=== Problem description ===
Beginning at the line that contains "pub fn set_running(&self, running: bool)", return every remaining line of the data below exactly; return nothing before it.
START Exercise data
//! Artemis bridges industrial cameras to streaming media pipelines.
//!
//! A fixed pool of frame buffers cycles through the camera driver: each
//! buffer is announced once, queued to the capture engine, filled by the
//! driver thread, handed to the consumer through a thread-safe queue, copied
//! into an output buffer and queued again. The [`CameraCapture`] state
//! machine coordinates connection, feature configuration, pixel-format
//! negotiation and the start/stop lifecycle; [`device::Transport`] and
//! [`device::Device`] abstract the vendor driver so sessions run against
//! real bindings or the built-in simulator in [`device::sim`].

pub mod acquisition;
pub mod device;
pub mod error;
pub mod features;
pub mod format;
pub mod handoff;

use std::path::PathBuf;
use std::sync::atomic::{AtomicBool, Ordering};
use std::sync::Arc;
use std::time::Duration;

use serde::{Deserialize, Serialize};

pub use acquisition::consumer::{OutputFrame, Pulled, VideoLayout, MAX_PLANES, PULL_POLL_INTERVAL};
pub use acquisition::pool::FRAME_BUFFER_COUNT;
pub use acquisition::{CameraCapture, FeatureSnapshot, MediaCaps, SessionState};
pub use error::CaptureError;
pub use format::{FormatFamily, MediaFormat};
pub use handoff::FrameStatus;

/// Mode of the automatic device features (exposure, white balance).
#[derive(Debug, Clone, Copy, PartialEq, Eq, Default, Serialize, Deserialize)]
pub enum AutoMode {
    /// User controlled via the corresponding manual feature.
    #[default]
    Off,
    /// Adjusted once by the device, then back to `Off`.
    Once,
    /// Constantly adjusted by the device.
    Continuous,
}

impl AutoMode {
    pub fn as_device_value(self) -> &'static str {
        match self {
            AutoMode::Off => "Off",
            AutoMode::Once => "Once",
            AutoMode::Continuous => "Continuous",
        }
    }
}

/// Trigger to configure. Not every camera supports every selector.
#[derive(Debug, Clone, Copy, PartialEq, Eq, Serialize, Deserialize)]
pub enum TriggerSelector {
    AcquisitionStart,
    AcquisitionEnd,
    AcquisitionActive,
    FrameStart,
    FrameEnd,
    FrameActive,
    FrameBurstStart,
    FrameBurstEnd,
    FrameBurstActive,
    LineStart,
    ExposureStart,
    ExposureEnd,
    ExposureActive,
}

impl TriggerSelector {
    pub fn as_device_value(self) -> &'static str {
        match self {
            TriggerSelector::AcquisitionStart => "AcquisitionStart",
            TriggerSelector::AcquisitionEnd => "AcquisitionEnd",
            TriggerSelector::AcquisitionActive => "AcquisitionActive",
            TriggerSelector::FrameStart => "FrameStart",
            TriggerSelector::FrameEnd => "FrameEnd",
            TriggerSelector::FrameActive => "FrameActive",
            TriggerSelector::FrameBurstStart => "FrameBurstStart",
            TriggerSelector::FrameBurstEnd => "FrameBurstEnd",
            TriggerSelector::FrameBurstActive => "FrameBurstActive",
            TriggerSelector::LineStart => "LineStart",
            TriggerSelector::ExposureStart => "ExposureStart",
            TriggerSelector::ExposureEnd => "ExposureEnd",
            TriggerSelector::ExposureActive => "ExposureActive",
        }
    }
}

/// Whether the selected trigger is active.
#[derive(Debug, Clone, Copy, PartialEq, Eq, Serialize, Deserialize)]
pub enum TriggerMode {
    Off,
    On,
}

impl TriggerMode {
    pub fn as_device_value(self) -> &'static str {
        match self {
            TriggerMode::Off => "Off",
            TriggerMode::On => "On",
        }
    }
}

/// Signal feeding the selected trigger.
#[derive(Debug, Clone, Copy, PartialEq, Eq, Serialize, Deserialize)]
pub enum TriggerSource {
    Line0,
    Line1,
    Line2,
    Line3,
    Action0,
    Action1,
    Action2,
    Action3,
}

impl TriggerSource {
    pub fn as_device_value(self) -> &'static str {
        match self {
            TriggerSource::Line0 => "Line0",
            TriggerSource::Line1 => "Line1",
            TriggerSource::Line2 => "Line2",
            TriggerSource::Line3 => "Line3",
            TriggerSource::Action0 => "Action0",
            TriggerSource::Action1 => "Action1",
            TriggerSource::Action2 => "Action2",
            TriggerSource::Action3 => "Action3",
        }
    }
}

/// Edge or level of the source signal that fires the trigger.
#[derive(Debug, Clone, Copy, PartialEq, Eq, Serialize, Deserialize)]
pub enum TriggerActivation {
    RisingEdge,
    FallingEdge,
    AnyEdge,
    LevelHigh,
    LevelLow,
}

impl TriggerActivation {
    pub fn as_device_value(self) -> &'static str {
        match self {
            TriggerActivation::RisingEdge => "RisingEdge",
            TriggerActivation::FallingEdge => "FallingEdge",
            TriggerActivation::AnyEdge => "AnyEdge",
            TriggerActivation::LevelHigh => "LevelHigh",
            TriggerActivation::LevelLow => "LevelLow",
        }
    }
}

/// What to do with frames whose transfer was interrupted.
#[derive(Debug, Clone, Copy, PartialEq, Eq, Default, Serialize, Deserialize)]
pub enum IncompleteFramePolicy {
    /// Requeue without emitting.
    #[default]
    Drop,
    /// Emit flagged; trailing regions may hold stale data.
    Submit,
}

/// Who provides the frame buffer memory.
#[derive(Debug, Clone, Copy, PartialEq, Eq, Default, Serialize, Deserialize)]
pub enum AllocationMode {
    /// The adapter allocates aligned memory and announces it.
    #[default]
    SelfAllocated,
    /// The driver's transport layer provides memory on announcement.
    TransportAllocated,
}

/// Placement of the region of interest along one axis.
#[derive(Debug, Clone, Copy, PartialEq, Eq, Serialize, Deserialize)]
pub enum Placement {
    Pixels(i64),
    /// Center the region on the sensor, honoring the device value lattice.
    Centered,
}

impl Default for Placement {
    fn default() -> Self {
        Placement::Pixels(0)
    }
}

/// Everything the host can configure about a capture session.
#[derive(Debug, Clone, Serialize, Deserialize)]
#[serde(default)]
pub struct CameraConfig {
    /// Identifier of the camera to record from.
    pub camera_id: String,
    /// Vendor settings description applied wholesale on start. When set,
    /// the individual feature fields below are ignored; pixel format stays
    /// governed by the committed media format either way.
    pub settings_file: Option<PathBuf>,
    /// Exposure duration in microseconds; only applied when positive.
    pub exposure_time: f64,
    pub exposure_auto: AutoMode,
    pub balance_white_auto: AutoMode,
    /// Amplification applied to the video signal.
    pub gain: f64,
    pub offset_x: Placement,
    pub offset_y: Placement,
    /// Region width in pixels; unset means full sensor width.
    pub width: Option<i64>,
    /// Region height in pixels; unset means full sensor height.
    pub height: Option<i64>,
    /// Trigger fields left unset keep the device's current value.
    pub trigger_selector: Option<TriggerSelector>,
    pub trigger_mode: Option<TriggerMode>,
    pub trigger_source: Option<TriggerSource>,
    pub trigger_activation: Option<TriggerActivation>,
    pub incomplete_frame_policy: IncompleteFramePolicy,
    pub allocation_mode: AllocationMode,
}

impl Default for CameraConfig {
    fn default() -> Self {
        Self {
            camera_id: String::new(),
            settings_file: None,
            exposure_time: 0.0,
            exposure_auto: AutoMode::Off,
            balance_white_auto: AutoMode::Off,
            gain: 0.0,
            offset_x: Placement::default(),
            offset_y: Placement::default(),
            width: None,
            height: None,
            trigger_selector: None,
            trigger_mode: None,
            trigger_source: None,
            trigger_activation: None,
            incomplete_frame_policy: IncompleteFramePolicy::Drop,
            allocation_mode: AllocationMode::SelfAllocated,
        }
    }
}

/// Clock the host pipeline timestamps frames with.
pub trait PipelineClock: Send + Sync {
    /// Current pipeline time minus the pipeline base time.
    fn running_time(&self) -> Duration;
}

/// Hooks the host pipeline supplies to a capture session: the running flag
/// the consumer's wait polls, and an optional timestamp clock.
#[derive(Clone)]
pub struct PipelineHandle {
    running: Arc<AtomicBool>,
    clock: Option<Arc<dyn PipelineClock>>,
}

impl PipelineHandle {
    pub fn new() -> Self {
        Self {
            running: Arc::new(AtomicBool::new(true)),
            clock: None,
        }
    }

    pub fn with_clock(clock: Arc<dyn PipelineClock>) -> Self {
        Self {
            running: Arc::new(AtomicBool::new(true)),
            clock: Some(clock),
        }
    }

    pub fn is_running(&self) -> bool {
        self.running.load(Ordering::Acquire)
    }

    /// Clearing the flag cancels an in-flight pull within one poll interval.
    pub fn set_running(&self, running: bool) {
        self.running.store(running, Ordering::Release);
    }

    pub fn running_time(&self) -> Option<Duration> {
        self.clock.as_ref().map(|clock| clock.running_time())
    }
}

impl Default for PipelineHandle {
    fn default() -> Self {
        Self::new()
    }
}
END Exercise data
=== Task result ===
    pub fn set_running(&self, running: bool) {
        self.running.store(running, Ordering::Release);
    }

    pub fn running_time(&self) -> Option<Duration> {
        self.clock.as_ref().map(|clock| clock.running_time())
    }
}

impl Default for PipelineHandle {
    fn default() -> Self {
        Self::new()
    }
}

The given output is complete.